An innovative culture: Reflections 10 years on

Mon May 30th 2022

On the tenth anniversary of Berry Simons commencing operations, the founders reflect on the firm's unique practice model - and the doubters who said it wouldn't work.


April 2022 marked the tenth anniversary of the founding of Berry Simons and, for founding partners Simon Berry and Sue Simons, the milestone has been a time for reflection on how far the firm has come – and how ‘counter-cultural’ its founding really was.

When they opened their doors in 2012, Simon and Sue had a vision: they would shrug off the traditional law-practice model of focusing, almost obsessively, on budgets and billing. Looking around the industry, they could see how much the conventional structure encouraged internal competition, polarisation and a back-biting culture that often made for an unpleasant work environment.

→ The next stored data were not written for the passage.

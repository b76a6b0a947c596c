use thiserror::Error;

use crate::retry::RetryHalt;

/// Failures talking to the album listing API.
///
/// `is_retryable()` separates transport, status and body-parse problems
/// (worth another attempt, possibly against a healthier replica) from
/// structurally incomplete records and local state errors.
#[derive(Debug, Error)]
pub enum ApiError {
    #[error("request to {url} failed: {source}")]
    Network {
        url: String,
        source: reqwest::Error,
    },

    #[error("received non-OK HTTP status {status} from {url}")]
    HttpStatus { status: u16, url: String },

    #[error("failed to parse JSON from {url}: {source}")]
    Parse {
        url: String,
        source: serde_json::Error,
    },

    #[error("unexpected response shape: {0}")]
    DataShape(String),

    #[error("invalid URL {url}: {source}")]
    InvalidUrl {
        url: String,
        source: url::ParseError,
    },

    #[error("children have not been listed yet, call list_children first")]
    NotReady,

    #[error("child with ID {0} not found")]
    ChildNotFound(i64),

    #[error("album listing cancelled")]
    Cancelled,

    #[error("max retry attempts ({0}) reached")]
    Exhausted(u32),

    #[error("listing task failed: {0}")]
    TaskFailed(String),

    #[error("album listing failed for {} child(ren): {}", .0.len(), join_errors(.0))]
    Partial(Vec<ApiError>),
}

fn join_errors(errors: &[ApiError]) -> String {
    errors
        .iter()
        .map(|e| e.to_string())
        .collect::<Vec<_>>()
        .join("; ")
}

impl ApiError {
    pub fn is_retryable(&self) -> bool {
        match self {
            ApiError::Network { .. } => true,
            ApiError::HttpStatus { .. } => true,
            ApiError::Parse { .. } => true,
            ApiError::DataShape(_) => false,
            ApiError::InvalidUrl { .. } => false,
            ApiError::NotReady => false,
            ApiError::ChildNotFound(_) => false,
            ApiError::Cancelled => false,
            ApiError::Exhausted(_) => false,
            ApiError::TaskFailed(_) => false,
            ApiError::Partial(_) => false,
        }
    }

    pub fn is_cancelled(&self) -> bool {
        match self {
            ApiError::Cancelled => true,
            ApiError::Partial(errors) => errors.iter().all(ApiError::is_cancelled),
            _ => false,
        }
    }
}

impl From<RetryHalt> for ApiError {
    fn from(halt: RetryHalt) -> Self {
        match halt {
            RetryHalt::Cancelled => ApiError::Cancelled,
            RetryHalt::Exhausted(n) => ApiError::Exhausted(n),
        }
    }
}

“We agreed from the outset that in our practice, budgets would be secondary to culture. We tipped the traditional model on its head to focus on quality – the calibre of the product – rather than quantity – the amount of billable time,” says Simon.

He and Sue worked with an industrial psychologist to establish a set of Core Operating Principles that enshrined the values of technical excellence, the highest ethical standards, and aiming at all times to ‘delight the client’. If the team consistently delivered exceptional legal and strategic work, the reasoning went, commercial success would follow.

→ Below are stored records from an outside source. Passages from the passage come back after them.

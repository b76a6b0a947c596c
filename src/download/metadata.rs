//! `description.md` handling: a `---` delimited frontmatter block carrying the
//! album title and date, followed by the album's free-text content.
//!
//! The frontmatter doubles as a cache key. An existing file is rewritten only
//! when its title or date no longer match the remote album (the body is not
//! compared), when it cannot be parsed, or when overwrite is forced.

use std::path::Path;

use tokio::fs;

use crate::kidsnote::Album;

pub const DESCRIPTION_FILE: &str = "description.md";

const DELIMITER: &str = "---";

#[derive(Debug, Clone, PartialEq, Eq)]
pub struct Frontmatter {
    pub title: String,
    pub date: String,
}

/// What `write_album_metadata` did.
#[derive(Debug, Clone, Copy, PartialEq, Eq)]
pub enum MetadataOutcome {
    Created,
    Refreshed,
    Unchanged,
}

/// Parse the frontmatter at the top of `content`.
///
/// Values may be JSON-quoted (as written by [`render_description`]) or bare.
/// Returns `None` unless both `title` and `date` keys are present.
pub fn parse_frontmatter(content: &str) -> Option<Frontmatter> {
    let mut title = None;
    let mut date = None;
    let mut in_block = false;

    for line in content.lines() {
        if line.starts_with(DELIMITER) {
            if in_block {
                break;
            }
            in_block = true;
            continue;
        }
        if !in_block {
            continue;
        }
        let Some((key, value)) = line.split_once(':') else {
            continue;
        };
        let value = unquote(value.trim());
        match key.trim() {
            "title" => title = Some(value),
            "date" => date = Some(value),
            _ => {}
        }
    }

    Some(Frontmatter {
        title: title?,
        date: date?,
    })
}

fn unquote(value: &str) -> String {
    if value.starts_with('"') {
        if let Ok(s) = serde_json::from_str::<String>(value) {
            return s;
        }
    }
    value.trim_matches('"').to_string()
}

fn quote(value: &str) -> String {
    serde_json::Value::String(value.to_string()).to_string()
}

/// Render the full `description.md` body for an album.
pub fn render_description(title: &str, date: &str, content: &str) -> String {
    let mut out = String::with_capacity(content.len() + title.len() + date.len() + 32);
    out.push_str(DELIMITER);
    out.push('\n');
    out.push_str("title: ");
    out.push_str(&quote(title));
    out.push('\n');
    out.push_str("date: ");
    out.push_str(&quote(date));
    out.push('\n');
    out.push_str(DELIMITER);
    out.push_str("\n\n");
    out.push_str(content);
    if !content.is_empty() && !content.ends_with('\n') {
        out.push('\n');
    }
    out
}

/// Create or refresh the album's `description.md` inside `album_dir`.
pub async fn write_album_metadata(
    album: &Album,
    album_dir: &Path,
    overwrite: bool,
) -> std::io::Result<MetadataOutcome> {
    let path = album_dir.join(DESCRIPTION_FILE);

    let outcome = match fs::read_to_string(&path).await {
        Ok(existing) => {
            let fresh = matches!(
                parse_frontmatter(&existing),
                Some(fm) if fm.title == album.title && fm.date == album.created
            );
            if fresh && !overwrite {
                return Ok(MetadataOutcome::Unchanged);
            }
            MetadataOutcome::Refreshed
        }
        Err(e) if e.kind() == std::io::ErrorKind::NotFound => MetadataOutcome::Created,
        Err(e) => return Err(e),
    };

    let body = render_description(&album.title, &album.created, &album.content);
    let part_path = album_dir.join(format!("{}.part", DESCRIPTION_FILE));
    fs::write(&part_path, body).await?;
    fs::rename(&part_path, &path).await?;

    tracing::debug!(path = %path.display(), ?outcome, "wrote album metadata");
    Ok(outcome)
}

In the Core Operating Principles, the first three bullet points under the heading 'Firm Culture' say:

  • Professional territorialism will be swiftly confronted.
  • Only those performance tracking and/or measurement initiatives which encourage technical excellence, creativity and self-responsibility will be implemented.
  • Partners and staff will be expected to plan health and wellness initiatives and co-ordinate these with their legal work timetable.

When they presented their proposal to law management consultant John Clark, he was sceptical, going so far as to call it ‘woolly-headed thinking’.

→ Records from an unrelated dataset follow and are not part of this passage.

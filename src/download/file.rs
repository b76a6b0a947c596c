use std::path::{Path, PathBuf};

use futures_util::StreamExt;
use reqwest::{Client, StatusCode};
use tokio::fs::{self, OpenOptions};
use tokio::io::AsyncWriteExt;
use tokio_util::sync::CancellationToken;

use super::error::DownloadError;
use super::paths;
use crate::retry::{self, RetryAction, RetryConfig};

/// What happened to a single media file.
#[derive(Debug, Clone, Copy, PartialEq, Eq)]
pub enum FetchOutcome {
    /// Fetched and written; carries the number of bytes written.
    Downloaded(u64),
    /// A local file of the expected size already exists.
    Skipped,
}

/// Sibling `.part` path the body is streamed into before the final rename.
fn part_path(download_path: &Path) -> PathBuf {
    let mut name = download_path
        .file_name()
        .map(|n| n.to_os_string())
        .unwrap_or_default();
    name.push(".part");
    download_path.with_file_name(name)
}

/// Download a media file to `download_path`.
///
/// Skips without any request when a local file already has `expected_size`
/// bytes and `overwrite` is off. Otherwise each attempt streams the body to a
/// `.part` file from scratch and renames it into place, retrying with
/// exponential backoff on transport errors and non-200 responses.
pub async fn download_media(
    client: &Client,
    url: &str,
    download_path: &Path,
    expected_size: u64,
    overwrite: bool,
    retry_config: &RetryConfig,
    token: &CancellationToken,
) -> Result<FetchOutcome, DownloadError> {
    if !overwrite && paths::file_matches_size(download_path, expected_size).await {
        tracing::info!(
            path = %download_path.display(),
            size_bytes = expected_size,
            "Skipping file, already exists and matches size"
        );
        return Ok(FetchOutcome::Skipped);
    }

    let part_path = part_path(download_path);

    let result = retry::retry_with_backoff(
        retry_config,
        token,
        |e: &DownloadError| {
            if e.is_retryable() {
                RetryAction::Retry
            } else {
                RetryAction::Abort
            }
        },
        || async {
            let _ = fs::remove_file(&part_path).await;
            attempt_download(client, url, download_path, &part_path).await
        },
    )
    .await;

    if result.is_err() {
        let _ = fs::remove_file(&part_path).await;
    }
    result.map(FetchOutcome::Downloaded)
}

/// Single download attempt. Returns the number of bytes written.
async fn attempt_download(
    client: &Client,
    url: &str,
    download_path: &Path,
    part_path: &Path,
) -> Result<u64, DownloadError> {
    let path_str = download_path.display().to_string();
    let response = client.get(url).send().await.map_err(|e| DownloadError::Http {
        source: e,
        path: path_str.clone(),
        bytes_written: 0,
    })?;

    if response.status() != StatusCode::OK {
        return Err(DownloadError::HttpStatus {
            status: response.status().as_u16(),
            path: path_str,
        });
    }

    let mut file = OpenOptions::new()
        .create(true)
        .write(true)
        .truncate(true)
        .open(part_path)
        .await?;

    let mut bytes_written: u64 = 0;
    let mut stream = response.bytes_stream();
    while let Some(chunk) = stream.next().await {
        let chunk = chunk.map_err(|e| DownloadError::Http {
            source: e,
            path: path_str.clone(),
            bytes_written,
        })?;
        file.write_all(&chunk).await?;
        bytes_written += chunk.len() as u64;
    }
    file.flush().await?;
    drop(file);

    fs::rename(part_path, download_path).await?;

    Ok(bytes_written)
}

Nevertheless, the founders pursued their innovative quality-first model. Ten years later, Berry Simons is a highly productive, successful law firm of 13 legal staff, including new ‘homegrown’ partner Kate Storer, and three support staff. The whole team works collaboratively, without internal competition, to deliver consistently impeccable work.

When asked to reconsider his advice ten years on, John Clark acknowledges that Berry Simons has achieved a remarkable legal practice model.

“The partners have built a culture that is truly distinctive, without compromising the level of quality that makes Berry Simons a top firm,” he says.

Says Simon, “I’m very proud of what we’ve built at Berry Simons – a great culture, excellent work and an amazing team.”

Sue agrees. “I’m looking forward to the next decade of ‘delighting the client’ and continuing to enjoy the development with our very special team.”